A block of mass $M$ lies at rest connected to a massless spring of spring constant $k$ on a frictionless surface. A bullet of mass $m$ hits the block horizontally with speed $v$ as shown in the figure and is completely stuck to the block. What is the maximum compression in the spring resulting from this impact (assuming that at this point the spring is still not fully compressed)?

• A. $\sqrt{\frac{m^2v^2}{k(M + m)}}$
• B. $\sqrt{\frac{mv^2}{k}}$
• C. $\sqrt{\frac{Mv^2}{k}}$
• D. $\sqrt{\frac{mMv^2}{k(M + m)}}$

Hint:

For a completely inelastic collision followed by spring compression, you can write the conservation equations directly.
The final mechanical energy stored in the spring is equal to the kinetic energy just after the collision, which is $K = \frac{p^2}{2(M+m)}$ where $p = mv$.
Equating $\frac{(mv)^2}{2(M+m)} = \frac{1}{2}kx_{\max}^2$ immediately yields the answer.

Answer 1

The Correct Option is A

Step 1: Understanding the Question:
This problem involves a two-stage physical process: first, a completely inelastic collision between a bullet and a stationary block, followed by the compression of a spring attached to the combined mass.
Step 2: Key Formulas and Approach:
1. Conservation of Linear Momentum during the collision (since the impact is instantaneous and external spring force is negligible during this very short time interval):
\[ p_{\text{initial}} = p_{\text{final}} \implies m v = (M + m) V \]
2. Conservation of Mechanical Energy during the subsequent spring compression:
\[ \frac{1}{2} (M + m) V^2 = \frac{1}{2} k x_{\max}^2 \]
Step 3: Detailed Explanation:

Let us first find the velocity $V$ of the combined mass $(M + m)$ immediately after the completely inelastic collision. Using conservation of linear momentum:
\[ m v = (M + m) V \implies V = \frac{m v}{M + m} \]

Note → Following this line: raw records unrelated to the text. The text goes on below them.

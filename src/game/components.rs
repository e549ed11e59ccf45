//! Game components
//!
//! Plain data records attached to entities; behavior lives in systems.
//! Every `Body` is paired with a `Position` by the templates that build
//! entities, and its `bbox` is recomputed immediately after any position
//! change so collision code never reads a stale box.

use serde::{Serialize, Deserialize};
use crate::raycaster::Vec2;
use super::entity::Entity;

// =============================================================================
// Position / Physics
// =============================================================================

/// World placement in tile units, facing in radians
#[derive(Debug, Clone, Copy, Default, Serialize, Deserialize)]
pub struct Position {
    pub x: f32,
    pub y: f32,
    pub facing: f32,
}

impl Position {
    pub fn new(x: f32, y: f32, facing: f32) -> Self {
        Self { x, y, facing }
    }

    pub fn vec(&self) -> Vec2 {
        Vec2::new(self.x, self.y)
    }
}

/// Axis-aligned bounding box, x/y at the top-left corner
#[derive(Debug, Clone, Copy, Default, PartialEq, Serialize, Deserialize)]
pub struct Bbox {
    pub x: f32,
    pub y: f32,
    pub w: f32,
    pub h: f32,
}

impl Bbox {
    /// Overlap rectangle with another box, or None when disjoint.
    /// Touching edges do not count as overlap.
    pub fn overlap(&self, other: &Bbox) -> Option<Bbox> {
        let x = self.x.max(other.x);
        let y = self.y.max(other.y);
        let w = (self.x + self.w).min(other.x + other.w) - x;
        let h = (self.y + self.h).min(other.y + other.h) - y;
        if w > 0.0 && h > 0.0 {
            Some(Bbox { x, y, w, h })
        } else {
            None
        }
    }

    pub fn area(&self) -> f32 {
        self.w * self.h
    }

    pub fn center(&self) -> Vec2 {
        Vec2::new(self.x + self.w / 2.0, self.y + self.h / 2.0)
    }
}

/// Collision group tag. Which pairs of groups physically interact is
/// decided by the `CollisionMatrix`, not hardcoded in the physics pass.
#[derive(Debug, Clone, Copy, PartialEq, Eq, Serialize, Deserialize)]
pub enum Group {
    Player,
    Enemy,
    PlayerShot,
    EnemyShot,
    Effect,
}

pub const GROUP_COUNT: usize = 5;

impl Group {
    fn idx(self) -> usize {
        self as usize
    }
}

/// Symmetric group-pair table consulted by the narrow phase
pub struct CollisionMatrix {
    table: [[bool; GROUP_COUNT]; GROUP_COUNT],
}

impl CollisionMatrix {
    pub fn empty() -> Self {
        Self {
            table: [[false; GROUP_COUNT]; GROUP_COUNT],
        }
    }

    /// The shipped rules: bodies collide with their enemies and their
    /// enemies' shots; effects collide with nothing.
    pub fn standard() -> Self {
        let mut m = Self::empty();
        m.allow(Group::Player, Group::Enemy);
        m.allow(Group::Player, Group::EnemyShot);
        m.allow(Group::Enemy, Group::PlayerShot);
        m.allow(Group::Enemy, Group::Enemy);
        m
    }

    /// Mark an unordered pair collidable (symmetric)
    pub fn allow(&mut self, a: Group, b: Group) {
        self.table[a.idx()][b.idx()] = true;
        self.table[b.idx()][a.idx()] = true;
    }

    pub fn collidable(&self, a: Group, b: Group) -> bool {
        self.table[a.idx()][b.idx()]
    }
}

/// Physics body: an axis-aligned box with velocity. `trigger` bodies
/// detect contacts but are never displaced and never displace others.
#[derive(Debug, Clone, Serialize, Deserialize)]
pub struct Body {
    pub w: f32,
    pub h: f32,
    pub vx: f32,
    pub vy: f32,
    /// 0 = stop dead at obstacles, 1 = reflect at full speed
    pub bounce: f32,
    pub group: Group,
    pub trigger: bool,
    /// Derived from Position every tick; never authoritative
    pub bbox: Bbox,
    /// Touched a wall tile or the map boundary this tick
    pub on_terrain: bool,
    /// Entities whose boxes overlapped this one this tick
    pub contacts: Vec<Entity>,
}

impl Body {
    pub fn new(w: f32, h: f32, group: Group) -> Self {
        Self {
            w,
            h,
            vx: 0.0,
            vy: 0.0,
            bounce: 0.0,
            group,
            trigger: false,
            bbox: Bbox::default(),
            on_terrain: false,
            contacts: Vec::new(),
        }
    }

    pub fn with_bounce(mut self, bounce: f32) -> Self {
        self.bounce = bounce;
        self
    }

    pub fn as_trigger(mut self) -> Self {
        self.trigger = true;
        self
    }

    /// Re-derive the bbox from a position. Must be called after every
    /// position mutation, before any collision code reads the box.
    pub fn recompute_bbox(&mut self, pos: &Position) {
        self.bbox = Bbox {
            x: pos.x - self.w / 2.0,
            y: pos.y - self.h / 2.0,
            w: self.w,
            h: self.h,
        };
    }
}

// =============================================================================
// Combat / Lifetime
// =============================================================================

/// Hit points; the mortality system despawns at hp <= 0
#[derive(Debug, Clone, Copy, Serialize, Deserialize)]
pub struct Mortal {
    pub hp: i32,
}

impl Mortal {
    pub fn new(hp: i32) -> Self {
        Self { hp }
    }
}

/// Deals contact damage. One-shot hazards despawn after their first
/// effective contact or terrain hit.
#[derive(Debug, Clone, Copy, Serialize, Deserialize)]
pub struct Hazard {
    pub damage: i32,
    pub one_shot: bool,
}

/// Remaining lifetime in seconds
#[derive(Debug, Clone, Copy, Serialize, Deserialize)]
pub struct TimeToLive {
    pub remaining: f32,
}

// =============================================================================
// Rendering / Animation
// =============================================================================

/// Index into the texture strip; what the sprite pass draws
#[derive(Debug, Clone, Copy, Serialize, Deserialize)]
pub struct Sprite {
    pub frame: usize,
}

/// Selectable animation clips. `frame_sets[active_set]` is the current
/// clip; the animation system advances `cursor` and writes the global
/// frame into `Sprite`.
#[derive(Debug, Clone, Serialize, Deserialize)]
pub struct Animation {
    pub frame_sets: Vec<Vec<usize>>,
    pub active_set: usize,
    pub cursor: usize,
    pub frame_delay: f32,
    pub elapsed: f32,
}

impl Animation {
    pub fn new(frame_sets: Vec<Vec<usize>>, frame_delay: f32) -> Self {
        Self {
            frame_sets,
            active_set: 0,
            cursor: 0,
            frame_delay,
            elapsed: 0.0,
        }
    }

    /// Switch clips, rewinding only on an actual change so a repeated
    /// select does not stutter the cycle.
    pub fn set_active(&mut self, set: usize) {
        if set != self.active_set && set < self.frame_sets.len() {
            self.active_set = set;
            self.cursor = 0;
            self.elapsed = 0.0;
        }
    }
}

// =============================================================================
// Behavior / Markers
// =============================================================================

/// Behavior states. Variants, not shared state objects: two entities in
/// `Wander` share nothing but the discriminant.
#[derive(Debug, Clone, Copy, PartialEq, Eq, Serialize, Deserialize)]
pub enum AiState {
    Idle,
    Wander,
    Chase,
    /// Halted, telegraphing the strike
    Windup,
    /// Spawns the damage trigger, then leaves via its timer rule
    Attack,
}

/// Which static behavior model drives this entity
#[derive(Debug, Clone, Copy, PartialEq, Eq, Serialize, Deserialize)]
pub enum ModelId {
    /// Aimless roamer, re-rolls its heading on a timer
    Drifter,
    /// Hunts the player: chase, telegraph, strike
    Stalker,
}

/// Per-entity FSM bookkeeping; the transition tables live in the static
/// model definitions.
#[derive(Debug, Clone, Copy, Serialize, Deserialize)]
pub struct Behavior {
    pub model: ModelId,
    /// None until the engine enters the model's initial state
    pub state: Option<AiState>,
    pub elapsed: f32,
    pub target: Option<Entity>,
}

impl Behavior {
    pub fn new(model: ModelId) -> Self {
        Self {
            model,
            state: None,
            elapsed: 0.0,
            target: None,
        }
    }
}

/// Marks the controlled entity; camera follow and target acquisition
/// look for it.
#[derive(Debug, Clone, Copy, Default, Serialize, Deserialize)]
pub struct Player;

Once the bullet is embedded in the block, the combined system acts as a single mass $(M + m)$ with initial kinetic energy:
\[ K = \frac{1}{2} (M + m) V^2 \]

As the combined mass moves to the left, it compresses the spring of spring constant $k$. Since the surface is frictionless, mechanical energy is conserved during the compression process.

The kinetic energy of the combined mass is entirely converted into elastic potential energy of the spring at the point of maximum compression $x_{\max}$:
\[ \frac{1}{2} (M + m) V^2 = \frac{1}{2} k x_{\max}^2 \]

Substitute the expression for $V$ into the energy conservation equation:
\[ (M + m) \left( \frac{m v}{M + m} \right)^2 = k x_{\max}^2 \]
\[ \frac{m^2 v^2}{M + m} = k x_{\max}^2 \]

Solve for $x_{\max}$:
\[ x_{\max}^2 = \frac{m^2 v^2}{k(M + m)} \implies x_{\max} = \sqrt{\frac{m^2 v^2}{k(M + m)}} \]

Step 4: Final Answer:
The maximum compression in the spring is $\sqrt{\frac{m^2v^2}{k(M + m)}}$, which corresponds to Option (A).